Task prompt: Below are records; please set down exactly the lines from the first through the one containing "use cinemagraph_common::config::BlendMode;".
+++ Input records +++
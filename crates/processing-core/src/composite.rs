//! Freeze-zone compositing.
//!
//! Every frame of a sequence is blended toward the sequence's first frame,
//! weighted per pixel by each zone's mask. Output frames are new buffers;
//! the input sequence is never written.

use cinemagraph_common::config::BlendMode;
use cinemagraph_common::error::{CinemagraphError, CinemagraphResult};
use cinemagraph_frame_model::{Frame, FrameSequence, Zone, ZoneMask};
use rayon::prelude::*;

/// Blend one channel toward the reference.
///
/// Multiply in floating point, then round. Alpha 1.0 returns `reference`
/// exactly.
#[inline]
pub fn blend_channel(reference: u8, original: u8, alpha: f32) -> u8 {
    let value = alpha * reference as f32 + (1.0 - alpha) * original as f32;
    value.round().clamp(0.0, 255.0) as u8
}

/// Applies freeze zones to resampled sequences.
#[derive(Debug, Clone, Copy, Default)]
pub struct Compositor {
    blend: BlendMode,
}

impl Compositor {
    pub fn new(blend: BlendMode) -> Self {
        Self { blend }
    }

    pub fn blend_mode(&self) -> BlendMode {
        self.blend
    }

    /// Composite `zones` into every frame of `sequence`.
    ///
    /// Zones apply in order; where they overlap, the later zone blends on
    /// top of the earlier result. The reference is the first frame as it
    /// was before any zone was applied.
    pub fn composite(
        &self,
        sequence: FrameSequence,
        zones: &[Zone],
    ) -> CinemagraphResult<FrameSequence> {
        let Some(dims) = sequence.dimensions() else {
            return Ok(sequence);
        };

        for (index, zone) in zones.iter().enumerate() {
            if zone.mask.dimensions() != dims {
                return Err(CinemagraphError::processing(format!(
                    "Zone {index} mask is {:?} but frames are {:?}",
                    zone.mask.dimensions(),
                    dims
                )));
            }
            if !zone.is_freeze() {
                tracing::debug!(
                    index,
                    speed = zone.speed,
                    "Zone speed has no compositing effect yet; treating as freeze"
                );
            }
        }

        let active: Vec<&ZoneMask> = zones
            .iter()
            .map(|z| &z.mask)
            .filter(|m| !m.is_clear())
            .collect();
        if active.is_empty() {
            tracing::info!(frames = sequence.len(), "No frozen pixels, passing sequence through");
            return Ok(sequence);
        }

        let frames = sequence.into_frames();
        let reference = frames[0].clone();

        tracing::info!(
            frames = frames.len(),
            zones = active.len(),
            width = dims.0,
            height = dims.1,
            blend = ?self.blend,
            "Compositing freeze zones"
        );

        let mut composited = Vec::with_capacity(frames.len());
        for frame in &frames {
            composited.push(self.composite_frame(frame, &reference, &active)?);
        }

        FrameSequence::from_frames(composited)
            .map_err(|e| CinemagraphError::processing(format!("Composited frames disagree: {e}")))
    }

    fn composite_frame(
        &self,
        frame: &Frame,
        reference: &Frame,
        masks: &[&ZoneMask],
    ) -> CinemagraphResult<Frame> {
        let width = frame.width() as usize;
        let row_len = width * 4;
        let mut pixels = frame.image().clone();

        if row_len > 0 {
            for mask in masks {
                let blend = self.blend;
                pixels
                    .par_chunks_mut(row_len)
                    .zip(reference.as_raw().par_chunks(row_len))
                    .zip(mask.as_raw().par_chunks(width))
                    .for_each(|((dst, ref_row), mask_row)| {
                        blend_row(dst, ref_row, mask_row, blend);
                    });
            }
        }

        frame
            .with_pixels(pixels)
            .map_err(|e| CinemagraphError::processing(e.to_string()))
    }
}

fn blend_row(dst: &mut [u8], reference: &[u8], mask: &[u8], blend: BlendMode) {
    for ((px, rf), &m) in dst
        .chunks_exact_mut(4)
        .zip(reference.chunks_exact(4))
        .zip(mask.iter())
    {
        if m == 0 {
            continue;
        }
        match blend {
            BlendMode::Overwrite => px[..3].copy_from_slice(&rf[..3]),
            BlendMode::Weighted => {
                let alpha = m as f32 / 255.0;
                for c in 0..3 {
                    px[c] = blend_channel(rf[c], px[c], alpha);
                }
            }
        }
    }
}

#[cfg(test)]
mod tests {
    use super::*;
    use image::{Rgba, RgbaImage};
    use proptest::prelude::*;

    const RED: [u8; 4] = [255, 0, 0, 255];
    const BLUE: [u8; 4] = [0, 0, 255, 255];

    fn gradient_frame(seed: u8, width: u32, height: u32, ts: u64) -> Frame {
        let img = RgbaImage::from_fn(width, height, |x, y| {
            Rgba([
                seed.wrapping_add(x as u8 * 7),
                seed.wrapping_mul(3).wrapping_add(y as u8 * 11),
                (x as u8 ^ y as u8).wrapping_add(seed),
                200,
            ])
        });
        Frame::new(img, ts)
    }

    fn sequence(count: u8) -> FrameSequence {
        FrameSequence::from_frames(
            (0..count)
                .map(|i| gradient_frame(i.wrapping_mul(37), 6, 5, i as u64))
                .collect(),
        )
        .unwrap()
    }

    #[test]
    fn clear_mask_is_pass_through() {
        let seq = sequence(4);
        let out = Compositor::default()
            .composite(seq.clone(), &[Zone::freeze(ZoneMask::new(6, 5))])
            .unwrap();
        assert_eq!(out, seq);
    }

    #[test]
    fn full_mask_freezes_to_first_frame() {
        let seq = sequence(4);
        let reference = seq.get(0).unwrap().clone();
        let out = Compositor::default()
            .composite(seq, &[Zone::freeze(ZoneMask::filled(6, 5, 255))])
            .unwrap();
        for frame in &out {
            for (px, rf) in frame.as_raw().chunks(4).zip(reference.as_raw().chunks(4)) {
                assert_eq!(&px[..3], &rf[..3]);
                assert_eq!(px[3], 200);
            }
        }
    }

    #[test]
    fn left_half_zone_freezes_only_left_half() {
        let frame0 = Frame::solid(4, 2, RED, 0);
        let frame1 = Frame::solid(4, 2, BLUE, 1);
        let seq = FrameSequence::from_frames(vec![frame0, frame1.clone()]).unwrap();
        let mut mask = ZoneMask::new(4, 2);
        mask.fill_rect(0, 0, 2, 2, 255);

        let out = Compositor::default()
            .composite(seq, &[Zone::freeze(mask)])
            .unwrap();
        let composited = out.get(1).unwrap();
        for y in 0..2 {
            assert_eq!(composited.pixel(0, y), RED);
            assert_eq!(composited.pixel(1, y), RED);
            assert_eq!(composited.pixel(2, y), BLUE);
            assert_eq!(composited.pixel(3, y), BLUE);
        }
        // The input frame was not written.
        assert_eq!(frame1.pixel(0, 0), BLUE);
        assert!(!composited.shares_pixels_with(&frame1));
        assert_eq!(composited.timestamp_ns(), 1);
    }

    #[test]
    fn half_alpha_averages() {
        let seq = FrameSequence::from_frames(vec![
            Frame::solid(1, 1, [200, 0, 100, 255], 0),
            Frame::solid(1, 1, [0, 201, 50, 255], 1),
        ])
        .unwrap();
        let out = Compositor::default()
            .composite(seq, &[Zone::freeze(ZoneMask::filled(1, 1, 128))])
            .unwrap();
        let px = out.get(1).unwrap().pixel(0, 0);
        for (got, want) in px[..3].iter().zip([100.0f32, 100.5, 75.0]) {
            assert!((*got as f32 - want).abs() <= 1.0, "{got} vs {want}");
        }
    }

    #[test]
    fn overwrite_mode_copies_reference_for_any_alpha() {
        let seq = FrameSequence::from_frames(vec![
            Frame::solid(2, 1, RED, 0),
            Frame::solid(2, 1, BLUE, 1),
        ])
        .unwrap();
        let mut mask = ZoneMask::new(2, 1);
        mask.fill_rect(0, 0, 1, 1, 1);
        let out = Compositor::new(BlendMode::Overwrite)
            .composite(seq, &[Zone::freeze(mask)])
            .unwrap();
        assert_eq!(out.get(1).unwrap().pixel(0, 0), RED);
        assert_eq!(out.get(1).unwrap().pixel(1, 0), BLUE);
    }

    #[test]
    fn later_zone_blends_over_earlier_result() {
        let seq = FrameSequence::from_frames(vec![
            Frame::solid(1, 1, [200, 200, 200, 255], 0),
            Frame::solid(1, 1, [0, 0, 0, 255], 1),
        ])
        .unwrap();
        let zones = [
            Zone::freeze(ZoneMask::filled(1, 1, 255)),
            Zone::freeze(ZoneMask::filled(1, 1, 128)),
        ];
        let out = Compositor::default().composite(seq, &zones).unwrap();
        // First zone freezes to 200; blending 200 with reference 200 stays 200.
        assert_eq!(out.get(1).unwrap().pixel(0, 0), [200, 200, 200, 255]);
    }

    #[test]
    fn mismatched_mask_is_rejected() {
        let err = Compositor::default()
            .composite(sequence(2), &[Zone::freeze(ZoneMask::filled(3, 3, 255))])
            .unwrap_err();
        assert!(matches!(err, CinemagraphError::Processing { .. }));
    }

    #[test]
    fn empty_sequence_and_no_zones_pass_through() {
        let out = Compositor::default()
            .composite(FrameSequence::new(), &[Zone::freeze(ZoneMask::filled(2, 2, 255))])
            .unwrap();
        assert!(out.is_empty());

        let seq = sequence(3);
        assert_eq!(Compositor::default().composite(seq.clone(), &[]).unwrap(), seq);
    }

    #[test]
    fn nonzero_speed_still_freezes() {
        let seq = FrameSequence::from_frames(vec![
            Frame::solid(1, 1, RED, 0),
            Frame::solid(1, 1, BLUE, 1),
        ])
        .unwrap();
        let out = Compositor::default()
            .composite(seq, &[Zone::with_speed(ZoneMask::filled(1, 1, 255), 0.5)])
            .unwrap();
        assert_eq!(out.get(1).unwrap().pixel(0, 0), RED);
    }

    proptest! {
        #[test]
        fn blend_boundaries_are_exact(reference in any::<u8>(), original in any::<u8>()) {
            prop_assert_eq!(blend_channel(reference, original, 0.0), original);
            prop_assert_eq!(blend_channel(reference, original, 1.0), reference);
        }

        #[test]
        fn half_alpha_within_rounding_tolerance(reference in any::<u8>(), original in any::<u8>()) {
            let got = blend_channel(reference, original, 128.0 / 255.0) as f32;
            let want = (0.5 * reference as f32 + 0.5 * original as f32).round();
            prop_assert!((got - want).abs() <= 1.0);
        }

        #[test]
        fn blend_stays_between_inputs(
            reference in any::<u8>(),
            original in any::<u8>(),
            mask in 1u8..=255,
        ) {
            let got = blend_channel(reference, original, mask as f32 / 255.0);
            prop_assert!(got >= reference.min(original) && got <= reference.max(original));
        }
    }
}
+++
Solution to this exercise:
filename crates/processing-core/src/composite.rs
//! Freeze-zone compositing.
//!
//! Every frame of a sequence is blended toward the sequence's first frame,
//! weighted per pixel by each zone's mask. Output frames are new buffers;
//! the input sequence is never written.

use cinemagraph_common::config::BlendMode;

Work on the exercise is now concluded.